The voting record, after all, reflects not only, perhaps not mainly, the policy preferences the politician actually holds. Politicians have to get elected and reelected, and that means that, to a considerable extent, they have to take the positions that will get people to vote for them, and donate money to their campaigns, and work for their campaigns. I suspect the result is that two politicians who are, say, governors of Alaska, will in many respects have similar policies, even if they are from different parties and different ideological backgrounds. So will two politicians who are state senators from the south side of Chicago.
If an ex-state senator from the south side is running against a governor of Alaska, they will have very different records in terms of what they supported and what they voted for. Gun control is a lot more popular in Chicago than in Alaska, hunting a lot more popular in Alaska than in Chicago.
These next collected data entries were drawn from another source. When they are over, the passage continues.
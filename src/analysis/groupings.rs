//! Annual maxima extraction and series assembly.
//!
//! `annual_maxima` takes the flat list of `Observation`s handed over by the
//! data-access layer and organizes them into per-station, per-variable
//! yearly maxima, so the estimator never has to filter a flat list itself.
//!
//! Years can be screened with `filter_complete`, which compares each year's
//! observation count against the number expected for the variable's
//! reporting interval (e.g. 35 040 for quarter-hourly rainfall rates).

use std::collections::BTreeMap;

use chrono::Datelike;
use tracing::debug;

use crate::error::Result;
use crate::model::{AnnualMaximaSeries, AnnualMaximum, Observation, SeriesKey};

// ---------------------------------------------------------------------------
// Grouping
// ---------------------------------------------------------------------------

/// Groups observations by (station, variable) and keeps the largest value of
/// each calendar year.
///
/// Non-finite values are treated as missing and skipped before the maximum
/// is taken. Within each key the maxima are ordered by year.
pub fn annual_maxima(observations: Vec<Observation>) -> BTreeMap<SeriesKey, Vec<AnnualMaximum>> {
    let mut by_year: BTreeMap<SeriesKey, BTreeMap<i32, AnnualMaximum>> = BTreeMap::new();
    let mut skipped = 0usize;

    for obs in observations {
        if !obs.value.is_finite() {
            skipped += 1;
            continue;
        }

        let year = obs.time.year();
        let key = SeriesKey::new(obs.station_id, obs.variable);
        let years = by_year.entry(key).or_default();

        let entry = years.entry(year).or_insert(AnnualMaximum {
            year,
            value: obs.value,
            observation_count: 0,
        });
        entry.observation_count += 1;
        if obs.value > entry.value {
            entry.value = obs.value;
        }
    }

    if skipped > 0 {
        debug!(skipped, "Skipped non-finite observations");
    }

    by_year
        .into_iter()
        .map(|(key, years)| (key, years.into_values().collect()))
        .collect()
}

/// Drops years whose completeness (`observation_count / expected_per_year`)
/// is below `min_completeness`. Keys left with no years are removed.
///
/// A zero `expected_per_year` disables the filter.
pub fn filter_complete(
    maxima: BTreeMap<SeriesKey, Vec<AnnualMaximum>>,
    expected_per_year: usize,
    min_completeness: f64,
) -> BTreeMap<SeriesKey, Vec<AnnualMaximum>> {
    if expected_per_year == 0 {
        return maxima;
    }

    maxima
        .into_iter()
        .filter_map(|(key, years)| {
            let before = years.len();
            let kept: Vec<AnnualMaximum> = years
                .into_iter()
                .filter(|m| completeness(m, expected_per_year) >= min_completeness)
                .collect();
            if kept.len() < before {
                debug!(series = %key, dropped = before - kept.len(), "Dropped incomplete years");
            }
            (!kept.is_empty()).then_some((key, kept))
        })
        .collect()
}

/// Fraction of the expected observations present in a year.
pub fn completeness(maximum: &AnnualMaximum, expected_per_year: usize) -> f64 {
    maximum.observation_count as f64 / expected_per_year as f64
}

/// Builds one `AnnualMaximaSeries` per key. Each key carries its own result
/// so one malformed station does not hide the others.
pub fn into_series(
    maxima: BTreeMap<SeriesKey, Vec<AnnualMaximum>>,
) -> BTreeMap<SeriesKey, Result<AnnualMaximaSeries>> {
    maxima
        .into_iter()
        .map(|(key, years)| {
            let values = years.into_iter().map(|m| m.value).collect();
            (key, AnnualMaximaSeries::new(values))
        })
        .collect()
}

// ---------------------------------------------------------------------------
// Tests
// ---------------------------------------------------------------------------

#[cfg(test)]
mod tests {
    use super::*;
    use crate::error::DesignValueError;
    use chrono::NaiveDate;

    fn obs(station: &str, variable: &str, ymd: (i32, u32, u32), hour: u32, value: f64) -> Observation {
        Observation {
            station_id: station.to_string(),
            variable: variable.to_string(),
            time: NaiveDate::from_ymd_opt(ymd.0, ymd.1, ymd.2)
                .unwrap()
                .and_hms_opt(hour, 0, 0)
                .unwrap(),
            value,
        }
    }

    // --- Grouping: basic correctness ----------------------------------------

    #[test]
    fn test_annual_maxima_keeps_largest_value_per_year() {
        let grouped = annual_maxima(vec![
            obs("1108447", "rain_15min", (2001, 6, 1), 12, 4.2),
            obs("1108447", "rain_15min", (2001, 8, 14), 3, 9.6),
            obs("1108447", "rain_15min", (2001, 9, 2), 18, 1.1),
            obs("1108447", "rain_15min", (2002, 7, 20), 6, 7.3),
        ]);

        let key = SeriesKey::new("1108447", "rain_15min");
        let years = grouped.get(&key).expect("station should be grouped");
        assert_eq!(years.len(), 2);
        assert_eq!(years[0].year, 2001);
        assert_eq!(years[0].value, 9.6);
        assert_eq!(years[0].observation_count, 3);
        assert_eq!(years[1].year, 2002);
        assert_eq!(years[1].value, 7.3);
    }

    #[test]
    fn test_annual_maxima_separates_stations_and_variables() {
        let grouped = annual_maxima(vec![
            obs("A", "rain_15min", (2001, 6, 1), 0, 4.0),
            obs("A", "rain_daily", (2001, 6, 1), 0, 40.0),
            obs("B", "rain_15min", (2001, 6, 1), 0, 5.0),
        ]);
        assert_eq!(grouped.len(), 3, "one entry per station/variable pair");
        assert_eq!(grouped[&SeriesKey::new("A", "rain_daily")][0].value, 40.0);
    }

    #[test]
    fn test_annual_maxima_skips_missing_values() {
        let grouped = annual_maxima(vec![
            obs("A", "rain_15min", (2001, 6, 1), 0, f64::NAN),
            obs("A", "rain_15min", (2001, 6, 2), 0, 2.5),
        ]);
        let years = &grouped[&SeriesKey::new("A", "rain_15min")];
        assert_eq!(years[0].value, 2.5);
        assert_eq!(years[0].observation_count, 1);
    }

    #[test]
    fn test_annual_maxima_empty_input_returns_empty_map() {
        assert!(annual_maxima(vec![]).is_empty());
    }

    // --- Completeness --------------------------------------------------------

    #[test]
    fn test_filter_complete_drops_sparse_years() {
        let mut observations = Vec::new();
        for day in 1..=20 {
            observations.push(obs("A", "rain_daily", (2001, 1, day), 0, day as f64));
        }
        observations.push(obs("A", "rain_daily", (2002, 1, 1), 0, 99.0));

        let filtered = filter_complete(annual_maxima(observations), 20, 0.8);
        let years = &filtered[&SeriesKey::new("A", "rain_daily")];
        assert_eq!(years.len(), 1, "2002 has 1/20 observations and should be dropped");
        assert_eq!(years[0].year, 2001);
        assert_eq!(years[0].value, 20.0);
    }

    #[test]
    fn test_filter_complete_removes_emptied_keys() {
        let grouped = annual_maxima(vec![obs("A", "rain_daily", (2001, 1, 1), 0, 1.0)]);
        assert!(filter_complete(grouped, 365, 0.5).is_empty());
    }

    #[test]
    fn test_filter_complete_disabled_without_expectation() {
        let grouped = annual_maxima(vec![obs("A", "rain_daily", (2001, 1, 1), 0, 1.0)]);
        assert_eq!(filter_complete(grouped, 0, 0.9).len(), 1);
    }

    // --- Series assembly -----------------------------------------------------

    #[test]
    fn test_into_series_reports_per_key_errors() {
        let grouped = annual_maxima(vec![
            obs("A", "rain_daily", (2001, 1, 1), 0, 12.0),
            obs("A", "rain_daily", (2002, 1, 1), 0, 8.0),
            obs("B", "rain_daily", (2001, 1, 1), 0, -3.0),
        ]);
        let series = into_series(grouped);

        let a = series[&SeriesKey::new("A", "rain_daily")]
            .as_ref()
            .expect("station A is valid");
        assert_eq!(a.values(), &[8.0, 12.0]);

        assert!(matches!(
            series[&SeriesKey::new("B", "rain_daily")],
            Err(DesignValueError::InvalidInput { .. })
        ));
    }
}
But whichever one wins the election—I am ignoring the minor distinction between a presidential and vice-presidential candidate—will have the same job, depend on the same electorate to get reelected. The differences that in large part explain their past record will have mostly disappeared.
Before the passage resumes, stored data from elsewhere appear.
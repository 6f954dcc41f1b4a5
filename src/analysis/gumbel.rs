//! Gumbel (Type-I extreme value) fitting and return-period inversion.
//!
//! Parameters come from the first two L-moments:
//!
//!   α̂ = l2 / ln 2,   ξ̂ = l1 − γ·α̂
//!
//! The design value for a return period tᵣ (frequency fᵣ = 1/tᵣ) is
//!
//!   xᵥ = ξ̂ − α̂ · ln(−ln((1 − fᵣ) + F₀)),   F₀ = exp(−exp(ξ̂/α̂))
//!
//! where F₀ is the probability mass the fitted distribution puts below zero,
//! which annual maxima cannot reach.

use tracing::debug;

use crate::error::{DesignValueError, Result};
use crate::model::{EULER_GAMMA, GumbelParameters, LMoments, ReturnPeriod};

/// Converts L-moments into Gumbel location and scale.
///
/// Fails with `DegenerateDistribution` when l2 is not strictly positive,
/// e.g. for a constant series.
pub fn fit_parameters(lmoments: &LMoments, sample_size: usize) -> Result<GumbelParameters> {
    let scale = lmoments.l2 / std::f64::consts::LN_2;
    if !(scale.is_finite() && scale > 0.0) {
        return Err(DesignValueError::DegenerateDistribution { scale });
    }
    let location = lmoments.l1 - EULER_GAMMA * scale;

    debug!(location, scale, sample_size, "Fitted Gumbel parameters");
    GumbelParameters::new(location, scale, sample_size)
}

/// Result of inverting the fitted CDF at one return period.
#[derive(Debug, Clone, Copy, PartialEq)]
pub struct Inversion {
    pub magnitude: f64,
    /// The non-exceedance argument (1 − fᵣ) + F₀, rounded; for display only.
    pub argument: f64,
}

/// Magnitude exceeded on average once every `return_period` years.
///
/// The argument (1 − fᵣ) + F₀ must lie strictly inside (0, 1); otherwise the
/// period is incompatible with the fitted distribution and `OutOfDomain` is
/// returned.
pub fn invert(parameters: &GumbelParameters, return_period: ReturnPeriod) -> Result<Inversion> {
    let f_r = return_period.frequency();
    let f0 = parameters.zero_boundary_probability();

    // The argument is 1 + shift. Bounds are decided on the shift itself,
    // since 1 + shift rounds to 1 once fᵣ falls below f64 resolution.
    let shift = f0 - f_r;
    let argument = 1.0 + shift;

    if !(shift > -1.0 && shift < 0.0) {
        return Err(DesignValueError::OutOfDomain {
            return_period: return_period.years(),
            argument,
        });
    }

    let neg_log = -shift.ln_1p();
    let magnitude = parameters.location() - parameters.scale() * neg_log.ln();

    if !magnitude.is_finite() {
        return Err(DesignValueError::OutOfDomain {
            return_period: return_period.years(),
            argument,
        });
    }

    Ok(Inversion { magnitude, argument })
}

impl GumbelParameters {
    /// F(x) = exp(−exp(−(x − ξ̂)/α̂))
    pub fn cdf(&self, x: f64) -> f64 {
        (-(-(x - self.location()) / self.scale()).exp()).exp()
    }

    /// F₀, the fitted CDF evaluated at zero.
    pub fn zero_boundary_probability(&self) -> f64 {
        self.cdf(0.0)
    }
}

#[cfg(test)]
mod tests {
    use super::*;
    use approx::assert_relative_eq;

    fn params(location: f64, scale: f64) -> GumbelParameters {
        GumbelParameters::new(location, scale, 30).expect("valid parameters")
    }

    fn period(years: f64) -> ReturnPeriod {
        ReturnPeriod::new(years).expect("valid period")
    }

    #[test]
    fn test_fit_parameters_formulas() {
        let lm = LMoments { l1: 11.7, l2: 101.0 / 90.0 };
        let p = fit_parameters(&lm, 10).expect("positive l2");
        let alpha = (101.0 / 90.0) / 2f64.ln();
        assert_relative_eq!(p.scale(), alpha, epsilon = 1e-12);
        assert_relative_eq!(p.location(), 11.7 - EULER_GAMMA * alpha, epsilon = 1e-12);
        assert_eq!(p.sample_size(), 10);
    }

    #[test]
    fn test_fit_parameters_zero_l2_is_degenerate() {
        let lm = LMoments { l1: 7.0, l2: 0.0 };
        assert_eq!(
            fit_parameters(&lm, 10).unwrap_err(),
            DesignValueError::DegenerateDistribution { scale: 0.0 }
        );
    }

    #[test]
    fn test_cdf_at_location_is_inverse_e() {
        let p = params(12.0, 3.0);
        assert_relative_eq!(p.cdf(12.0), (-1.0f64).exp(), epsilon = 1e-12);
        assert!(p.cdf(-100.0) < 1e-12);
        assert!(p.cdf(1000.0) > 1.0 - 1e-12);
    }

    #[test]
    fn test_zero_boundary_probability_strictly_inside_unit_interval() {
        for (location, scale) in [(0.0, 1.0), (1.0, 2.0), (-3.0, 1.5), (2.0, 0.8)] {
            let f0 = params(location, scale).zero_boundary_probability();
            assert!(f0 > 0.0 && f0 < 1.0, "F0 = {} for ({}, {})", f0, location, scale);
        }
    }

    #[test]
    fn test_invert_matches_standard_quantile_when_f0_vanishes() {
        // ξ/α = 20 puts F₀ far below f64 resolution of 1 − fᵣ.
        let p = params(40.0, 2.0);
        let inv = invert(&p, period(100.0)).expect("in domain");
        let expected = 40.0 - 2.0 * (-(0.99f64).ln()).ln();
        assert_relative_eq!(inv.magnitude, expected, epsilon = 1e-9);
        assert_relative_eq!(inv.argument, 0.99, epsilon = 1e-15);
    }

    #[test]
    fn test_invert_includes_zero_boundary_mass() {
        let p = params(0.0, 1.0);
        let f0 = (-1.0f64).exp();
        let inv = invert(&p, period(2.0)).expect("0.5 + F0 < 1");
        assert_relative_eq!(inv.argument, 0.5 + f0, epsilon = 1e-12);
        assert_relative_eq!(inv.magnitude, -(-(0.5 + f0).ln()).ln(), epsilon = 1e-9);
    }

    #[test]
    fn test_invert_out_of_domain_when_argument_reaches_one() {
        // F₀ = e⁻¹ ≈ 0.368 > fᵣ = 0.1, so (1 − fᵣ) + F₀ > 1.
        let p = params(0.0, 1.0);
        match invert(&p, period(10.0)) {
            Err(DesignValueError::OutOfDomain { return_period, argument }) => {
                assert_eq!(return_period, 10.0);
                assert!(argument >= 1.0);
            }
            other => panic!("expected OutOfDomain, got {:?}", other),
        }
    }

    #[test]
    fn test_invert_out_of_domain_for_sub_annual_period() {
        // fᵣ = 2 drives the argument below zero.
        let p = params(10.0, 1.0);
        assert!(matches!(
            invert(&p, period(0.5)),
            Err(DesignValueError::OutOfDomain { argument, .. }) if argument <= 0.0
        ));
    }

    #[test]
    fn test_invert_accepts_periods_beyond_f64_resolution() {
        // fᵣ = 1e-17 rounds (1 − fᵣ) to 1, yet the true argument is inside (0, 1).
        let p = params(40.0, 2.0);
        let shorter = invert(&p, period(1e15)).expect("in domain");
        let longer = invert(&p, period(1e17)).expect("still in domain");
        assert_relative_eq!(longer.magnitude, 40.0 - 2.0 * 1e-17f64.ln(), epsilon = 1e-9);
        assert!(longer.magnitude > shorter.magnitude);
    }

    #[test]
    fn test_invert_monotone_in_return_period() {
        let p = params(10.765, 1.619);
        let periods = [1.01, 1.5, 2.0, 5.0, 10.0, 25.0, 50.0, 100.0, 500.0, 1e4, 1e6];
        let magnitudes: Vec<f64> = periods
            .iter()
            .map(|&t| invert(&p, period(t)).expect("in domain").magnitude)
            .collect();
        for pair in magnitudes.windows(2) {
            assert!(pair[1] >= pair[0], "not monotone: {:?}", magnitudes);
        }
    }
}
So perhaps there really is something to be said for judging character rather than voting record. Doing so makes both candidates look better, at least to me. Obama's voting record is that of a very liberal Democrat. But what I can judge of his actual views, in part from the people around him, in part from his own statements, suggests that he is much less of an ideologue than that record suggests, that he might, for instance, make a serious effort to pull libertarians out of the Republican party, which has not given them much in recent years, and into the Democratic, something I suggested several years ago. He might even try to rebuild the Democratic party around something a little more up to date and relevant than the New Deal.
Similarly for Sarah Palin. As critics have pointed out, her much publicized opposition to earmarks and government spending stopped well short of declining federal money for Alaska when she, as governor, had a chance to get it. But then, that is what one would expect of a governor. Her actions with regard to Alaskan money are perhaps a better measure of how she would act with regard to federal spending if she got promoted out of her present job. And her general style suggests the sort of politician who would be willing to fight, perhaps able to win, against a variety of entrenched interest groups.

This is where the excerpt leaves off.